Uno de los temas centrales de la obra en comento es el absurdo, pues además de ser una verdadera guía de vida para los lectores como lo pudimos ver en los consejos anteriormente señalados, también es un relato de crítica política y social. Porque cuando se crean mundos maravillosos, es porque el mundo real en el que vivimos no nos satisface, y aunque ¡aparentemente! lo que se inventa es un absurdo, una ficción, una fantasía, tristemente puedo decir, que no lo es, que al contrario, la literatura sólo describe la absurda realidad, porque el maestro Sergio Pitol en el prólogo de esta maravillosa obra nos cuenta lo siguiente:
“Cuenta una de sus amigas de entonces, la niña Mendossen-Dry, que pocas cosas recuerda que impresionaran tanto a Lewis Carroll en los años en que lo trató como la lectura del “Informe de la Comisión creada por el Parlamento sobre el empleo de los niños en el comercio y en las industrias aún no reglamentadas por la ley”. Carroll enfermó de horror. Aquel informe, de manera trágica le revelaba que el mundo que había creado no era del todo fantástico, sino que podría ser también producto de la inhumanidad del hombre. La Comisión descubrió que en catorce ramas de la industria los niños trabajaban desde las primeras horas de la mañana hasta bien entrada la noche, en condiciones higiénicas inenarrables. Cuando se interrogó a algunos de los niños de entre ocho y diez años de edad, revelaron un desconocimiento absoluto del mundo. Londres era un país; las violetas eran una especie de pájaros, la primavera era un rosa roja; los lirios eran animales parecido a los gatos. Frente a esos males a los que no veía solución, no quedaba otro remedio que sumergirse de lleno en un mundo paralelo, el del absurdo.

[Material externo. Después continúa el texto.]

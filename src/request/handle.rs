//! Chainable handle returned by every dispatch.
//!
//! The exchange runs on its own task and reports through a oneshot channel.
//! Resolving the handle (awaiting it, or [`Handle::detach`]) fires `done` or
//! `error` and then `always`, once. Callbacks registered any time before
//! resolution are honored. Dropping a handle that still holds callbacks
//! detaches it, so they fire when the exchange finishes.

use std::future::{Future, IntoFuture};
use std::mem;
use std::pin::Pin;

use tokio::sync::oneshot;
use tokio::task::JoinHandle;

use super::executor::ExchangeError;
use super::types::{Exchange, Outcome, ResponseBody};
use crate::transport::TransportMode;

type DoneCallback = Box<dyn FnOnce(&ResponseBody, &str, &Exchange) + Send>;
type ExchangeCallback = Box<dyn FnOnce(&Exchange) + Send>;

/// At most one callback per slot; unset slots are no-ops.
#[derive(Default)]
pub struct CallbackRegistry {
    done: Option<DoneCallback>,
    error: Option<ExchangeCallback>,
    always: Option<ExchangeCallback>,
}

impl CallbackRegistry {
    pub fn is_empty(&self) -> bool {
        self.done.is_none() && self.error.is_none() && self.always.is_none()
    }

    /// Deliver `outcome`: `done` or `error`, then `always`.
    pub fn resolve(self, outcome: &Outcome) {
        match outcome {
            Outcome::Success {
                body,
                headers,
                exchange,
            } => {
                if let Some(done) = self.done {
                    done(body, headers, exchange);
                }
            }
            Outcome::Failure { exchange } => {
                if let Some(error) = self.error {
                    error(exchange);
                }
            }
        }

        if let Some(always) = self.always {
            always(outcome.exchange());
        }
    }
}

/// Handle to a dispatched exchange.
///
/// Await it to get the [`Outcome`]. Dropping it with callbacks registered
/// detaches it onto the current runtime.
pub struct Handle {
    callbacks: CallbackRegistry,
    outcome: oneshot::Receiver<Outcome>,
    method: String,
    url: String,
    mode: TransportMode,
}

impl Handle {
    pub(crate) fn new(
        outcome: oneshot::Receiver<Outcome>,
        method: String,
        url: String,
        mode: TransportMode,
    ) -> Self {
        Self {
            callbacks: CallbackRegistry::default(),
            outcome,
            method,
            url,
            mode,
        }
    }

    /// Called with `(body, header_block, exchange)` on success.
    pub fn done<F>(mut self, callback: F) -> Self
    where
        F: FnOnce(&ResponseBody, &str, &Exchange) + Send + 'static,
    {
        self.callbacks.done = Some(Box::new(callback));
        self
    }

    /// Called with the exchange on failure.
    pub fn error<F>(mut self, callback: F) -> Self
    where
        F: FnOnce(&Exchange) + Send + 'static,
    {
        self.callbacks.error = Some(Box::new(callback));
        self
    }

    /// Called last, whatever the outcome.
    pub fn always<F>(mut self, callback: F) -> Self
    where
        F: FnOnce(&Exchange) + Send + 'static,
    {
        self.callbacks.always = Some(Box::new(callback));
        self
    }

    /// Wait for the terminal event, run the callbacks and return the outcome.
    pub fn wait(mut self) -> impl Future<Output = Outcome> + Send + 'static {
        self.take_pending().resolve()
    }

    /// Resolve in the background; callbacks fire without the caller awaiting.
    pub fn detach(self) -> JoinHandle<Outcome> {
        tokio::spawn(self.wait())
    }

    /// Move the resolution state out, leaving an inert handle behind.
    fn take_pending(&mut self) -> Pending {
        let (_, closed) = oneshot::channel();
        Pending {
            callbacks: mem::take(&mut self.callbacks),
            outcome: mem::replace(&mut self.outcome, closed),
            method: mem::take(&mut self.method),
            url: mem::take(&mut self.url),
            mode: self.mode,
        }
    }
}

impl Drop for Handle {
    fn drop(&mut self) {
        if self.callbacks.is_empty() {
            return;
        }

        let pending = self.take_pending();
        match tokio::runtime::Handle::try_current() {
            Ok(runtime) => {
                runtime.spawn(pending.resolve());
            }
            Err(_) => log::warn!(
                "handle for {} {} dropped outside a runtime; callbacks discarded",
                pending.method,
                pending.url
            ),
        }
    }
}

struct Pending {
    callbacks: CallbackRegistry,
    outcome: oneshot::Receiver<Outcome>,
    method: String,
    url: String,
    mode: TransportMode,
}

impl Pending {
    async fn resolve(self) -> Outcome {
        let Self {
            callbacks,
            outcome,
            method,
            url,
            mode,
        } = self;

        let outcome = outcome.await.unwrap_or_else(|_| Outcome::Failure {
            exchange: Exchange::failed(method, url, mode, 0, ExchangeError::Aborted),
        });
        callbacks.resolve(&outcome);
        outcome
    }
}

impl IntoFuture for Handle {
    type Output = Outcome;
    type IntoFuture = Pin<Box<dyn Future<Output = Outcome> + Send>>;

    fn into_future(self) -> Self::IntoFuture {
        Box::pin(self.wait())
    }
}

#[cfg(test)]
mod tests {
    use super::*;
    use http::HeaderMap;
    use std::sync::{Arc, Mutex};

    fn exchange(status: u16) -> Exchange {
        Exchange {
            method: "GET".into(),
            url: "http://localhost/".into(),
            status,
            status_text: String::new(),
            headers: HeaderMap::new(),
            mode: TransportMode::Standard,
            attempts: 1,
            error: None,
        }
    }

    fn recording_handle(rx: oneshot::Receiver<Outcome>, log: Arc<Mutex<Vec<String>>>) -> Handle {
        let (done_log, error_log, always_log) = (log.clone(), log.clone(), log);
        Handle::new(rx, "GET".into(), "http://localhost/".into(), TransportMode::Standard)
            .done(move |_, _, _| done_log.lock().unwrap().push("done".into()))
            .error(move |_| error_log.lock().unwrap().push("error".into()))
            .always(move |_| always_log.lock().unwrap().push("always".into()))
    }

    #[tokio::test]
    async fn success_fires_done_then_always() {
        let (tx, rx) = oneshot::channel();
        let log = Arc::new(Mutex::new(Vec::new()));
        let handle = recording_handle(rx, log.clone());

        tx.send(Outcome::Success {
            body: ResponseBody::Empty,
            headers: String::new(),
            exchange: exchange(200),
        })
        .unwrap();

        assert!(handle.await.is_success());
        assert_eq!(*log.lock().unwrap(), vec!["done", "always"]);
    }

    #[tokio::test]
    async fn failure_fires_error_then_always() {
        let (tx, rx) = oneshot::channel();
        let log = Arc::new(Mutex::new(Vec::new()));
        let handle = recording_handle(rx, log.clone());

        tx.send(Outcome::Failure { exchange: exchange(500) }).unwrap();

        assert!(!handle.await.is_success());
        assert_eq!(*log.lock().unwrap(), vec!["error", "always"]);
    }

    #[tokio::test]
    async fn dropped_exchange_resolves_as_aborted_failure() {
        let (tx, rx) = oneshot::channel::<Outcome>();
        let log = Arc::new(Mutex::new(Vec::new()));
        let handle = recording_handle(rx, log.clone());
        drop(tx);

        let outcome = handle.await;
        assert!(matches!(
            outcome.exchange().error,
            Some(ExchangeError::Aborted)
        ));
        assert_eq!(*log.lock().unwrap(), vec!["error", "always"]);
    }

    #[tokio::test]
    async fn later_registration_replaces_earlier_one() {
        let (tx, rx) = oneshot::channel();
        let hits = Arc::new(Mutex::new(Vec::new()));
        let (first, second) = (hits.clone(), hits.clone());

        let handle = Handle::new(rx, "GET".into(), "/".into(), TransportMode::Standard)
            .done(move |_, _, _| first.lock().unwrap().push(1))
            .done(move |_, _, _| second.lock().unwrap().push(2));

        tx.send(Outcome::Success {
            body: ResponseBody::Empty,
            headers: String::new(),
            exchange: exchange(204),
        })
        .unwrap();

        handle.await;
        assert_eq!(*hits.lock().unwrap(), vec![2]);
    }

    #[tokio::test]
    async fn missing_callbacks_are_no_ops() {
        let (tx, rx) = oneshot::channel();
        let handle = Handle::new(rx, "GET".into(), "/".into(), TransportMode::Standard);
        tx.send(Outcome::Failure { exchange: exchange(404) }).unwrap();
        assert_eq!(handle.await.exchange().status, 404);
    }

    #[tokio::test]
    async fn dropped_handle_with_callbacks_detaches() {
        let (tx, rx) = oneshot::channel();
        let (finished_tx, finished_rx) = oneshot::channel();
        let log = Arc::new(Mutex::new(Vec::new()));
        let done_log = log.clone();

        drop(
            Handle::new(rx, "GET".into(), "/".into(), TransportMode::Standard)
                .done(move |_, _, _| done_log.lock().unwrap().push("done"))
                .always(move |_| {
                    let _ = finished_tx.send(());
                }),
        );

        tx.send(Outcome::Success {
            body: ResponseBody::Empty,
            headers: String::new(),
            exchange: exchange(200),
        })
        .unwrap();

        finished_rx.await.unwrap();
        assert_eq!(*log.lock().unwrap(), vec!["done"]);
    }

    #[tokio::test]
    async fn resolved_handle_fires_callbacks_only_once() {
        let (tx, rx) = oneshot::channel();
        let log = Arc::new(Mutex::new(Vec::new()));
        let handle = recording_handle(rx, log.clone());
        tx.send(Outcome::Failure { exchange: exchange(500) }).unwrap();

        handle.await;
        tokio::task::yield_now().await;
        assert_eq!(*log.lock().unwrap(), vec!["error", "always"]);
    }

    #[tokio::test]
    async fn detached_handle_still_fires_callbacks() {
        let (tx, rx) = oneshot::channel();
        let log = Arc::new(Mutex::new(Vec::new()));
        let task = recording_handle(rx, log.clone()).detach();

        tx.send(Outcome::Success {
            body: ResponseBody::Text("ok".into()),
            headers: String::new(),
            exchange: exchange(200),
        })
        .unwrap();

        let outcome = task.await.unwrap();
        assert_eq!(outcome.body().and_then(ResponseBody::as_text), Some("ok"));
        assert_eq!(*log.lock().unwrap(), vec!["done", "always"]);
    }
}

Finalmente, es fácil comprender por qué Lewis Carroll les creó a las hermanas Lidell, un mundo maravilloso, porque ese mundo que se crea a través de la literatura es mejor que la vida, en la ficción es el único lugar donde se puede soñar y vivir, en la realidad todo es invivible y cruel. ¡Imagínese! estimado lector, si hoy a su hijo le cuenta un cuento, donde unos niños juegan al secuestro y asesinan a otro niño de seis años, ése no sería un mundo maravilloso, claro está, es el mundo real y cruel, el que usted conoce y vive día a día, sin embargo, no hay que ser pesimistas, porque hoy a través de Lewis Carroll ya conocimos otro mundo y éste sí que es maravilloso.